Inter penetrating polymer net work (IPN)
This material minimizes the disadvantage of acrylic resin teeth and porcelain.
This material consist of an unfilled, highly cross linked inter penetrating polymer
network. A three year clinical study by ogle and his collegues, has determined the wear
of new material to be significantly less when compared to acrylic resin teeth.

Potential complication of single denture


Two most common adverse sequelae include:
1)Natural tooth wear
Use of porcelain teeth can lead to rapid wear of opposing natural dentition.
Best is to use acrylic resin denture teeth in conjunction with periodic examination

2)Denture fracture
Heavy anterior occlusal contact, deep labial freni notches and high
occlusal forces due to strong mandibular elevator musculature
Carefully planned occlusion, adequate denture base thickness are
necessary to prevent fracture
Still if the fracture potential is high, cast metal base is the best option
Changes caused by mandibular removable partial denture apposing maxillary
complete denture :
Another problem is combination syndrome.
The syndrome is characterized by
a) Maxillary anterior ridge resorption
b) Palatal papillary hyperplasia
c) Enlargement of max. tuberositics
d) Supra eruption of lower anterior teeth
e) Resorption of mand posterior ridge
Mechanics which produce the combination syndrome :
The anterior part of maxilla is the weakest part of the upper arch to resist stresses
and when the lower anterior natural teeth occlude the trauma is inveitable. The resorption

of bone in the anterior region initiates the changes. As the anterior ridge resorption take
place flabby tissue will be formed. As the flabby tissue is formed the anterior part of the
upper denture moves up during function. Because it is a single unit as the anterior part
moves up posteriorly it comes down.

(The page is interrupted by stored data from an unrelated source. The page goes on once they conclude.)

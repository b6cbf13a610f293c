//! Core types for review findings and results.

use serde::{Deserialize, Serialize};
use std::collections::BTreeMap;
use std::fmt::Write;

/// A review role: a named family of checks.
///
/// Roles carry no behavior of their own. The icon and tag are used for
/// reporting only.
#[derive(Debug, Clone, Copy, PartialEq, Eq, Hash, Serialize, Deserialize)]
#[serde(rename_all = "snake_case")]
pub enum Role {
    /// Structural size limits.
    Dev,
    /// Test hygiene.
    Tester,
    /// Review readiness.
    Reviewer,
    /// Security and pattern heuristics.
    BestPractice,
    /// Structure and design limits.
    Architect,
}

impl Role {
    /// Every role, in default invocation order.
    pub const ALL: [Role; 5] = [
        Self::Dev,
        Self::Tester,
        Self::Reviewer,
        Self::BestPractice,
        Self::Architect,
    ];

    /// Returns the role tag used in reports, config keys and sorting.
    #[must_use]
    pub fn as_str(self) -> &'static str {
        match self {
            Self::Dev => "dev",
            Self::Tester => "tester",
            Self::Reviewer => "reviewer",
            Self::BestPractice => "best_practice",
            Self::Architect => "architect",
        }
    }

    /// Returns the display icon for this role.
    #[must_use]
    pub fn icon(self) -> &'static str {
        match self {
            Self::Dev => "\u{1f468}\u{200d}\u{1f4bb}",
            Self::Tester => "\u{1f9ea}",
            Self::Reviewer => "\u{1f440}",
            Self::BestPractice => "\u{2728}",
            Self::Architect => "\u{1f3d7}\u{fe0f}",
        }
    }

    /// Parses a role tag, e.g. `"best_practice"`.
    #[must_use]
    pub fn from_tag(tag: &str) -> Option<Self> {
        Self::ALL.into_iter().find(|r| r.as_str() == tag)
    }
}

// Roles order by tag so that `BTreeMap<Role, _>` and report sorting agree.
impl Ord for Role {
    fn cmp(&self, other: &Self) -> std::cmp::Ordering {
        self.as_str().cmp(other.as_str())
    }
}

impl PartialOrd for Role {
    fn partial_cmp(&self, other: &Self) -> Option<std::cmp::Ordering> {
        Some(self.cmp(other))
    }
}

impl std::fmt::Display for Role {
    fn fmt(&self, f: &mut std::fmt::Formatter<'_>) -> std::fmt::Result {
        f.write_str(self.as_str())
    }
}

/// A single finding emitted by a role's checker.
///
/// Issues have no identity beyond their field values.
#[derive(Debug, Clone, PartialEq, Eq, Hash, Serialize, Deserialize)]
pub struct Issue {
    /// Role that produced this issue.
    pub role: Role,
    /// Path of the offending file, as given to the analyzer.
    pub file: String,
    /// Line number (1-indexed). File-level findings use line 1.
    pub line: usize,
    /// Human-readable message.
    pub message: String,
}

impl Issue {
    /// Creates a new issue.
    #[must_use]
    pub fn new(role: Role, file: impl Into<String>, line: usize, message: impl Into<String>) -> Self {
        Self {
            role,
            file: file.into(),
            line,
            message: message.into(),
        }
    }

    /// Sort key: role tag, then file, then line.
    #[must_use]
    pub fn sort_key(&self) -> (&'static str, &str, usize) {
        (self.role.as_str(), self.file.as_str(), self.line)
    }
}

impl std::fmt::Display for Issue {
    fn fmt(&self, f: &mut std::fmt::Formatter<'_>) -> std::fmt::Result {
        write!(
            f,
            "{}:{}: [{}] {}",
            self.file, self.line, self.role, self.message
        )
    }
}

/// Result of a review run.
#[derive(Debug, Default, Serialize, Deserialize)]
pub struct ReviewResult {
    /// All issues found, sorted once [`ReviewResult::sort`] has run.
    pub issues: Vec<Issue>,
    /// Number of files that were parsed and checked.
    pub files_checked: usize,
    /// Number of listed files that no longer exist on disk.
    pub files_missing: usize,
    /// Number of files excluded because they could not be read or parsed.
    pub files_unparsable: usize,
}

impl ReviewResult {
    /// Creates a new empty result.
    #[must_use]
    pub fn new() -> Self {
        Self::default()
    }

    /// Returns true when no issues were found.
    #[must_use]
    pub fn passed(&self) -> bool {
        self.issues.is_empty()
    }

    /// Sorts issues by `(role, file, line)`.
    ///
    /// The sort is stable: issues with equal keys keep the order in which
    /// their checker emitted them.
    pub fn sort(&mut self) {
        self.issues.sort_by(|a, b| a.sort_key().cmp(&b.sort_key()));
    }

    /// Counts issues per role.
    #[must_use]
    pub fn count_by_role(&self) -> BTreeMap<Role, usize> {
        let mut counts = BTreeMap::new();
        for issue in &self.issues {
            *counts.entry(issue.role).or_insert(0) += 1;
        }
        counts
    }

    /// Issues produced by a single role.
    #[must_use]
    pub fn by_role(&self, role: Role) -> Vec<&Issue> {
        self.issues.iter().filter(|i| i.role == role).collect()
    }

    /// Renders the human-readable report.
    ///
    /// With issues: a blank line, a header, one two-line entry per issue and
    /// a total followed by a blank line. Without issues: a single success line.
    #[must_use]
    pub fn format_report(&self) -> String {
        if self.passed() {
            return "\u{2705} All role checks passed.\n".to_string();
        }

        let mut report = String::from("\n\u{274c} Role Review Issues:\n\n");
        for issue in &self.issues {
            let _ = writeln!(
                report,
                "  {} [{}] {}:{}",
                issue.role.icon(),
                issue.role,
                issue.file,
                issue.line
            );
            let _ = writeln!(report, "      {}\n", issue.message);
        }
        let _ = writeln!(report, "Total: {} issue(s)\n", self.issues.len());
        report
    }
}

Because of this negative pressure developed
posteriorly leads to papillary hyperplasia and enlargement of maxillary tuberostitics.
Posterior part of the lower ridge resoprtion is due to the upper unstable denture.
As this continues the occlusal plane migrates superiorly in the anterior region and
inferiorly in the posterior regions. There will be supra eruption of lower anterior teeth.
The upper anterior teeth disappear under patients upper lip. The esthetics are poor with
the patients showing none of the upper anterior teeth and too much of the lower anterior
teeth and the upper posterior teeth.

Prevention of the combination syndrome :


Patients education :
The problems and how to over come those problems should be explained to the
patient. the patient must be made aware of necessary oral hygiene procedures and the
problems involved with retention and stability of the prosthesis.
Food should be cut into small pieces and chewed slowly.
Patient should visit the dentist frequently, that time the denture and the tissues
underlying should be carefully checked and necessary correction should be done in the
denture. If necessary, surgical intervention of the tissues underlying may be planned.
CONCLUSION :
The problems involved in providing comport, function, proper esthetics and
retention is a vigorous challenge for practising dentist. The damage to the edentulous
ridge and inability to wear the denture may be avoided by good prosthetic treatment
which include adequate denture base, correct jaw relation record and proper occlusion.